So I got a vaccination injection but a lot of fluid and blood immediately welled right out of the injection site (left shoulder deltoid.) I think the phlebotomist hit a blood vessel with the needle. Seems like half of the vaccine’s contents just leaked right out.
Is the shot still effective? Do vaccinations usually need the full dosage to work?
Just a comment, but you know that no doctor or pharmacist is going to know the answer to this question. Like, at all. Any of them. The only way to find out is to (a) look at research on the particular vaccine. (b) look at the relative effectiveness of different dosing levels measured during clinical trials.
Be aware that it’s a crap shoot. Plenty of vaccines would work at a lower dosage, but even with full dose, a certain percentage (for some vaccines, 10-20 percent or more) of people don’t benefit from the vaccine anyway. The only way to know if it worked in your case is to measure the antibodies.
Whether it’s worse the hassle is : are you likely to die if you get sick with the disease the vaccine is protecting against?
At least a couple of people have said you should undergo testing to see if the vaccine took effect.
Why?
If there is doubt, just get another dose of the vaccine, unless your doctor says that an additional dose is harmful. I don’t understand why you would want to go to the extra time, expense, and risk of doing testing (again, unless there is a reason not to administer a second dose). Why poke, take blood, and run tests if you can just get another shot, which you might end up doing anyway (again, unless there is reason not to administer a second dose)?
What kind of health care professional delivers this shot and doesn’t notice/remark/advise on a lot of it oozing back out? And why wouldn’t you be asking questions of that person, right then?
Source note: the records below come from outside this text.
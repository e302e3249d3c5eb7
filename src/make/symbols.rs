//! Named Makefile symbols: variables, target patterns and function calls.
//!
//! Each symbol converts into a [`Fragment`] through [`ToFragment`], which is
//! how rule generators "use" a symbol inside paths, flags and recipes.

use std::fmt;

use super::error::MakeError;
use super::fragment::{Fragment, ToFragment, concat, variable_reference};
use super::syntax::SyntaxContext;

/// A Makefile variable, identified by its sanitised name.
///
/// Whitespace, `:`, `#` and `=` cannot appear in a variable name and are
/// replaced with `_`.
///
/// ```rust
/// use mkgen::make::symbols::Variable;
/// use mkgen::make::fragment::ToFragment;
/// use mkgen::make::syntax::SyntaxContext;
///
/// let var = Variable::new("link flags");
/// assert_eq!(var.name(), "link_flags");
/// assert_eq!(var.to_fragment().render(SyntaxContext::ShellLine), "$(link_flags)");
/// assert_eq!(Variable::new("@").to_fragment().render(SyntaxContext::ShellLine), "$@");
/// ```
#[derive(Debug, Clone, PartialEq, Eq, Hash, PartialOrd, Ord)]
pub struct Variable {
    name: String,
}

impl Variable {
    /// Create a variable handle, sanitising `name`.
    #[must_use]
    pub fn new(name: &str) -> Self {
        let sanitised = name
            .chars()
            .map(|ch| {
                if ch.is_whitespace() || matches!(ch, ':' | '#' | '=') {
                    '_'
                } else {
                    ch
                }
            })
            .collect();
        Self { name: sanitised }
    }

    /// The sanitised name.
    #[must_use]
    pub fn name(&self) -> &str {
        &self.name
    }
}

impl From<&str> for Variable {
    fn from(name: &str) -> Self {
        Self::new(name)
    }
}

impl From<&Variable> for Variable {
    fn from(var: &Variable) -> Self {
        var.clone()
    }
}

impl fmt::Display for Variable {
    fn fmt(&self, f: &mut fmt::Formatter<'_>) -> fmt::Result {
        f.write_str(&self.name)
    }
}

impl ToFragment for Variable {
    fn to_fragment(&self) -> Fragment {
        Fragment::Escaped(variable_reference(&self.name))
    }
}

/// A target template with exactly one `%` wildcard.
///
/// `\%` denotes a literal percent sign, following make's own rules: a run of
/// backslashes before a `%` quotes it when the run is odd, and each pair of
/// backslashes in the run stands for one literal backslash.
#[derive(Debug, Clone, PartialEq, Eq, Hash)]
pub struct Pattern {
    template: String,
    prefix: String,
    suffix: String,
}

impl Pattern {
    /// Parse `template`.
    ///
    /// # Errors
    ///
    /// Returns [`MakeError::InvalidPattern`] unless the template holds exactly
    /// one unescaped wildcard.
    ///
    /// ```rust
    /// use mkgen::make::symbols::Pattern;
    ///
    /// assert!(Pattern::new("%.o").is_ok());
    /// assert!(Pattern::new("abc").is_err());
    /// assert!(Pattern::new("a%b%c").is_err());
    /// ```
    pub fn new(template: &str) -> Result<Self, MakeError> {
        let mut halves = vec![String::new()];
        let mut backslashes = 0usize;
        for ch in template.chars() {
            if ch == '\\' {
                backslashes += 1;
                continue;
            }
            let current = halves.last_mut().ok_or_else(|| MakeError::InvalidPattern {
                template: template.to_owned(),
                found: 0,
            })?;
            if ch == '%' {
                current.extend(std::iter::repeat_n('\\', backslashes >> 1));
                if backslashes & 1 == 1 {
                    current.push('%');
                } else {
                    halves.push(String::new());
                }
            } else {
                current.extend(std::iter::repeat_n('\\', backslashes));
                current.push(ch);
            }
            backslashes = 0;
        }
        if let Some(current) = halves.last_mut() {
            current.extend(std::iter::repeat_n('\\', backslashes));
        }
        let found = halves.len() - 1;
        let mut parts = halves.into_iter();
        match (parts.next(), parts.next(), parts.next()) {
            (Some(prefix), Some(suffix), None) => Ok(Self {
                template: template.to_owned(),
                prefix,
                suffix,
            }),
            _ => Err(MakeError::InvalidPattern {
                template: template.to_owned(),
                found,
            }),
        }
    }

    /// The `%` pattern matching every target.
    #[must_use]
    pub fn any() -> Self {
        Self {
            template: "%".to_owned(),
            prefix: String::new(),
            suffix: String::new(),
        }
    }

    /// Template as supplied.
    #[must_use]
    pub fn template(&self) -> &str {
        &self.template
    }
}

impl fmt::Display for Pattern {
    fn fmt(&self, f: &mut fmt::Formatter<'_>) -> fmt::Result {
        f.write_str(&self.template)
    }
}

impl ToFragment for Pattern {
    /// Literal halves around an unescaped wildcard, so a `%` inside either
    /// half is escaped like any other literal.
    fn to_fragment(&self) -> Fragment {
        let mut parts = Vec::with_capacity(4);
        // A backslash run ending the prefix must be doubled or it would
        // quote the wildcard.
        let body = self.prefix.trim_end_matches('\\');
        let trailing = self.prefix.len() - body.len();
        if !body.is_empty() {
            parts.push(Fragment::literal(body));
        }
        if trailing > 0 {
            parts.push(Fragment::escaped("\\".repeat(trailing << 1)));
        }
        parts.push(Fragment::escaped("%"));
        if !self.suffix.is_empty() {
            parts.push(Fragment::literal(self.suffix.as_str()));
        }
        concat(parts)
    }
}

/// A call to a built-in make function such as `$(patsubst ...)`.
///
/// Each argument is a list of fragments joined by spaces and rendered in the
/// function-argument context.
///
/// ```rust
/// use mkgen::make::fragment::{Fragment, ToFragment};
/// use mkgen::make::symbols::Function;
/// use mkgen::make::syntax::SyntaxContext;
///
/// let call = Function::new("dir").arg([Fragment::escaped("$@")]);
/// assert_eq!(call.to_fragment().render(SyntaxContext::ShellLine), "$(dir $@)");
/// ```
#[derive(Debug, Clone, PartialEq, Eq)]
pub struct Function {
    name: String,
    args: Vec<Vec<Fragment>>,
}

impl Function {
    /// Start a call to `name` with no arguments.
    #[must_use]
    pub fn new(name: &str) -> Self {
        Self {
            name: name.to_owned(),
            args: Vec::new(),
        }
    }

    /// Append one argument made of space-separated `words`.
    #[must_use]
    pub fn arg(mut self, words: impl IntoIterator<Item = Fragment>) -> Self {
        self.args.push(words.into_iter().collect());
        self
    }
}

impl ToFragment for Function {
    fn to_fragment(&self) -> Fragment {
        let mut out = format!("$({} ", self.name);
        for (idx, words) in self.args.iter().enumerate() {
            if idx > 0 {
                out.push(',');
            }
            for (pos, word) in words.iter().enumerate() {
                if pos > 0 {
                    out.push(' ');
                }
                word.render_into(SyntaxContext::FunctionArgument, &mut out);
            }
        }
        out.push(')');
        Fragment::Escaped(out)
    }
}

/// An indirect invocation of a macro variable, `$(call NAME,args...)`.
#[derive(Debug, Clone, PartialEq, Eq)]
pub struct Call {
    function: Function,
}

impl Call {
    /// Invoke the macro held in `var`.
    #[must_use]
    pub fn new(var: &Variable) -> Self {
        Self {
            function: Function::new("call").arg([Fragment::literal(var.name())]),
        }
    }

    /// Append one argument made of space-separated `words`; inside the macro
    /// it is available as `$1`, `$2`, and so on.
    #[must_use]
    pub fn arg(mut self, words: impl IntoIterator<Item = Fragment>) -> Self {
        self.function = self.function.arg(words);
        self
    }
}

impl ToFragment for Call {
    fn to_fragment(&self) -> Fragment {
        self.function.to_fragment()
    }
}

#[cfg(test)]
mod tests {
    use super::*;
    use crate::make::fragment::PathRef;
    use rstest::rstest;

    #[rstest]
    #[case("CFLAGS", "CFLAGS")]
    #[case("a b:c#d=e", "a_b_c_d_e")]
    #[case("tab\tname", "tab_name")]
    fn sanitises_names(#[case] raw: &str, #[case] expected: &str) {
        assert_eq!(Variable::new(raw).name(), expected);
    }

    #[rstest]
    #[case("abc", 0)]
    #[case("a%b%c", 2)]
    #[case(r"a\%c", 0)]
    fn rejects_patterns_without_exactly_one_wildcard(#[case] template: &str, #[case] found: usize) {
        let err = Pattern::new(template).expect_err("invalid pattern");
        assert_eq!(
            err,
            MakeError::InvalidPattern {
                template: template.to_owned(),
                found
            }
        );
    }

    #[test]
    fn pattern_use_interleaves_literals_and_wildcard() {
        let pattern = Pattern::new("a%c").expect("pattern");
        assert_eq!(
            pattern.to_fragment(),
            Fragment::Concat(vec![
                Fragment::literal("a"),
                Fragment::escaped("%"),
                Fragment::literal("c"),
            ])
        );
        assert_eq!(pattern.to_fragment().render(SyntaxContext::Target), "a%c");
    }

    #[test]
    fn escaped_percent_stays_literal() {
        let pattern = Pattern::new(r"50\%/%.txt").expect("pattern");
        assert_eq!(
            pattern.to_fragment().render(SyntaxContext::Target),
            r"50\%/%.txt"
        );
    }

    #[test]
    fn backslashes_before_the_wildcard_stay_literal() {
        let pattern = Pattern::new(r"a\\%b").expect("pattern");
        assert_eq!(
            pattern.to_fragment().render(SyntaxContext::Target),
            r"a\\%b"
        );
        let trailing = Pattern::new(r"dir\\\\%").expect("pattern");
        assert_eq!(
            trailing.to_fragment().render(SyntaxContext::Target),
            r"dir\\\\%"
        );
    }

    #[test]
    fn patterns_compare_by_template() {
        let a = Pattern::new("%.o").expect("pattern");
        let b = Pattern::new("%.o").expect("pattern");
        assert_eq!(a, b);
        assert_ne!(a, Pattern::new("%.obj").expect("pattern"));
        assert_eq!(Pattern::any(), Pattern::new("%").expect("pattern"));
    }

    #[test]
    fn function_arguments_are_quoted_and_separated() {
        let pattern = Pattern::new("%/.dir").expect("pattern");
        let call = Function::new("patsubst")
            .arg([pattern.to_fragment()])
            .arg([Pattern::any().to_fragment()])
            .arg([Variable::new("@").to_fragment()]);
        assert_eq!(
            call.to_fragment().render(SyntaxContext::ShellLine),
            "$(patsubst %/.dir,%,$@)"
        );
    }

    #[test]
    fn call_invokes_macro_with_word_lists() {
        let call = Call::new(&Variable::new("RULE_LINK_CC"))
            .arg([
                Fragment::from(PathRef::build("a.o")),
                Fragment::from(PathRef::build("b.o")),
            ])
            .arg([Fragment::from(PathRef::build("prog"))]);
        assert_eq!(
            call.to_fragment().render(SyntaxContext::ShellLine),
            "$(call RULE_LINK_CC,a.o b.o,prog)"
        );
    }
}
//! Command line interface definition using clap.
//!
//! This module defines the [`Cli`] structure and its subcommands.

use camino::Utf8PathBuf;
use clap::{Args, Parser, Subcommand};

use crate::environment::InstallDirs;
use crate::toolchain::{Platform, ToolchainKind};

/// Build directory used when `--builddir` is omitted.
pub const DEFAULT_BUILDDIR: &str = "build";

/// Generate Makefiles from serialized build graphs.
#[derive(Debug, Parser)]
#[command(author, version, about, long_about = None)]
pub struct Cli {
    /// Enable verbose diagnostic logging.
    #[arg(short, long, global = true)]
    pub verbose: bool,

    /// Subcommand to execute.
    #[command(subcommand)]
    pub command: Commands,
}

/// Options shared by `generate` and `print`.
#[derive(Debug, Args, PartialEq, Eq, Clone)]
pub struct GenerateArgs {
    /// Build description to translate.
    #[arg(value_name = "DESCRIPTION")]
    pub description: Utf8PathBuf,

    /// Directory receiving the Makefile.
    #[arg(short = 'B', long, value_name = "DIR", default_value = DEFAULT_BUILDDIR)]
    pub builddir: Utf8PathBuf,

    /// Source directory; defaults to the directory holding the description.
    #[arg(long, value_name = "DIR")]
    pub srcdir: Option<Utf8PathBuf>,

    /// Toolchain family used to compile and link.
    #[arg(long, value_enum)]
    pub toolchain: Option<ToolchainKind>,

    /// Platform the build targets; defaults to the host.
    #[arg(long, value_enum)]
    pub platform: Option<Platform>,

    /// Installation directories.
    #[command(flatten)]
    pub install: InstallArgs,
}

/// Installation directory overrides.
#[derive(Debug, Args, PartialEq, Eq, Clone, Default)]
pub struct InstallArgs {
    /// Installation prefix.
    #[arg(long, value_name = "DIR")]
    pub prefix: Option<Utf8PathBuf>,

    /// Prefix for architecture-dependent files.
    #[arg(long, value_name = "DIR")]
    pub exec_prefix: Option<Utf8PathBuf>,

    /// Directory for executables.
    #[arg(long, value_name = "DIR")]
    pub bindir: Option<Utf8PathBuf>,

    /// Directory for libraries.
    #[arg(long, value_name = "DIR")]
    pub libdir: Option<Utf8PathBuf>,

    /// Directory for headers.
    #[arg(long, value_name = "DIR")]
    pub includedir: Option<Utf8PathBuf>,

    /// Directory for read-only data.
    #[arg(long, value_name = "DIR")]
    pub datadir: Option<Utf8PathBuf>,
}

impl InstallArgs {
    /// Installation directories with these overrides applied.
    #[must_use]
    pub fn install_dirs(&self) -> InstallDirs {
        let defaults = InstallDirs::default();
        InstallDirs {
            prefix: self.prefix.clone().unwrap_or(defaults.prefix),
            exec_prefix: self.exec_prefix.clone(),
            bindir: self.bindir.clone(),
            libdir: self.libdir.clone(),
            includedir: self.includedir.clone(),
            datadir: self.datadir.clone(),
        }
    }
}

/// Available top-level commands.
#[derive(Debug, Subcommand, PartialEq, Eq, Clone)]
pub enum Commands {
    /// Write the Makefile for a build description into the build directory.
    Generate(GenerateArgs),

    /// Rewrite the Makefile of an existing build directory.
    Regenerate {
        /// Build directory holding a previously generated Makefile.
        #[arg(value_name = "BUILDDIR", default_value = ".")]
        builddir: Utf8PathBuf,
    },

    /// Write the Makefile to stdout instead of the build directory.
    Print(GenerateArgs),
}

#[cfg(test)]
mod tests {
    use super::*;
    use clap::CommandFactory;
    use rstest::rstest;

    #[test]
    fn cli_definition_is_consistent() {
        Cli::command().debug_assert();
    }

    #[test]
    fn generate_defaults_build_directory() {
        let cli = Cli::try_parse_from(["mkgen", "generate", "build.json"]).expect("parse");
        let Commands::Generate(args) = cli.command else {
            panic!("expected generate");
        };
        assert_eq!(args.builddir, Utf8PathBuf::from(DEFAULT_BUILDDIR));
        assert_eq!(args.toolchain, None);
        assert_eq!(args.install.install_dirs(), InstallDirs::default());
    }

    #[rstest]
    #[case(&["mkgen", "regenerate"], ".")]
    #[case(&["mkgen", "-v", "regenerate", "out"], "out")]
    fn regenerate_takes_optional_directory(#[case] argv: &[&str], #[case] expected: &str) {
        let cli = Cli::try_parse_from(argv).expect("parse");
        assert_eq!(
            cli.command,
            Commands::Regenerate {
                builddir: expected.into()
            }
        );
    }

    #[test]
    fn print_accepts_toolchain_and_install_options() {
        let cli = Cli::try_parse_from([
            "mkgen",
            "print",
            "build.json",
            "--toolchain",
            "msvc",
            "--platform",
            "windows",
            "--prefix",
            "/opt/app",
            "--libdir",
            "/opt/app/lib64",
            "--verbose",
        ])
        .expect("parse");
        assert!(cli.verbose);
        let Commands::Print(args) = cli.command else {
            panic!("expected print");
        };
        assert_eq!(args.toolchain, Some(ToolchainKind::Msvc));
        assert_eq!(args.platform, Some(Platform::Windows));
        let dirs = args.install.install_dirs();
        assert_eq!(dirs.prefix, Utf8PathBuf::from("/opt/app"));
        assert_eq!(dirs.libdir, Some(Utf8PathBuf::from("/opt/app/lib64")));
    }
}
It’s not uncommon in America to get vaccinations in places like drug stores, supermarkets, or Walmarts. Some of the people delivering these vaccinations may not be at the top-tier of the health care profession.
I meant off the top of their head. No pharmacist or doctor that sees patients is likely to even be an expert on vaccines. Maybe if you went to see the head of infectious disease at a major hospital, they might actually have an idea what the answer was. Everyone else would have to look it up, and they probably wouldn’t be any better at it than a layman with google. Whether or not half a dose is likely to have worked is very specific information that may not even be available. There simply might not be any study where they tried smaller doses for the vaccine in question.
So, if I understood the original thread, no doctor was willing to prescribe rabies shots, because you didn’t need them. Later, you started asking questions about the consequences of getting the wrong rabies shots, or getting injected at the wrong time or in the wrong order, or something. Now you’re asking what happens if an injection gets screwed up.
So, care to give us the whole story? Are you injecting yourself with something? Rabies vaccine from Mexico? Rabies vaccine for dogs? Homeopathic rabies vaccine?
Or, feel free to keep going with the mysterious teaser threads every few weeks, it’s quite entertaining trying to guess what on earth you are doing.
I haven’t been following this saga, really. Has it really been several weeks that this has been going on? Rabies, from all I’ve ever heard, is a very fast, very deadly, and very gruesome disease. If it’s been several weeks and OP isn’t dead yet, I would guess he’s probably out of the woods by now.
Well … it’s not that fast. SOP for a bite from an otherwise healthy, vaccinated, dog is to quarantine him for 10 days and wait and see what happens. You don’t need to start the rabies treatment unless the dog is sick - and even then you still might wait a few days for a lab confirmation. (The lab test is always fatal to the animal; that’s why for otherwise healthy, vaccinated, beasts, they do the quarantine first). You don’t have to panic and start the full treatment as soon as you’ve been bit.
That’s where Velocity keeps tripping up. He was agitating for the full treatment from the word go, despite the advice of his medical professionals, and eventually got some vaccine that keeps causing him problems.